In Knowsley MBC (9 June 2014), the Local Government Ombudsman found the Council to be at fault for failing to have a support plan for a man with autism and severe learning disability requiring 24 hour care and for not carrying out annual and other timely reviews. It also failed to formally assess his capacity to make specific  decisions and had not followed the correct procedures for determining his best interests. As a result, he was required to live with a co-resident in supported accommodation which led to a deterioration in his challenging behaviour and significant avoidable distress. The recommendations included the payment of £500 to be spent on Mr X and £500 to his mother for the uncertainty caused.
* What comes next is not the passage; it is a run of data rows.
// Copyright (c) 2026 Groupledger
// Licensed under the Apache License, Version 2.0 (the "License");
// you may not use this file except in compliance with the License.
// You may obtain a copy of the License at
//     http://www.apache.org/licenses/LICENSE-2.0
// Unless required by applicable law or agreed to in writing, software
// distributed under the License is distributed on an "AS IS" BASIS,
// WITHOUT WARRANTIES OR CONDITIONS OF ANY KIND, either express or implied.
// See the License for the specific language governing permissions and
// limitations under the License.

#![forbid(unsafe_code)]

//! Writes a fresh participant seed to `<dir>/participant.key` and prints the public key.

use anyhow::Result;
use groupledger::config::LogConfig;
use groupledger::core::security::keys::PrivateKey;
use groupledger::monitoring::logging::init_tracing;
use std::path::PathBuf;
use tracing::info;

fn main() -> Result<()> {
    init_tracing(&LogConfig::default())?;

    let out_dir = std::env::args().nth(1).unwrap_or_else(|| "data".to_string());
    let mut key_path = PathBuf::from(out_dir);
    std::fs::create_dir_all(&key_path)?;
    key_path.push("participant.key");

    let key = PrivateKey::generate()?;
    std::fs::write(&key_path, key.seed_bytes())?;

    #[cfg(unix)]
    {
        use std::os::unix::fs::PermissionsExt;
        let _ = std::fs::set_permissions(&key_path, std::fs::Permissions::from_mode(0o600));
    }

    let pk = key.public_key()?;
    info!(path = %key_path.display(), "participant key written");
    println!("{}", hex::encode(pk.as_bytes()));
    Ok(())
}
In South Essex Partnership University Trust and Bedford Borough Council (May 2014), Mr X was a 58 year old man with paranoid schizophrenia who was living in a flat in squalor. His family were concerned about his poor self-care and inadequate diet. He was 2.5 stone underweight, his teeth were rotten and bedclothes had not been washed in months. So concerned were his family at one point that his parents took him to live with them. The Local Government Ombudsman and Parliamentary and Health Service Ombudsman found that the Trust’s failure to carry out a proper capacity assessment of his ability to make decisions about managing food and looking after himself was a service failure. There was sufficient evidence to challenge the assumption of capacity, with occupational therapy reports noting he was underweight and that there was no food in his flat. Thus, the presumption of mental capacity resulted in him being malnourished. The Trust failed to ensure that support workers visited him regularly or encouraged him to attend to his oral health and adopt a healthy lifestyle. The Council had failed to carry out a community care assessment of his needs and there was a delay in seeking appropriate accommodation for him. A joint payment of £2000 for the impact of failing to properly assess his capacity and £500 to his sister for distress and inconvenience was recommended.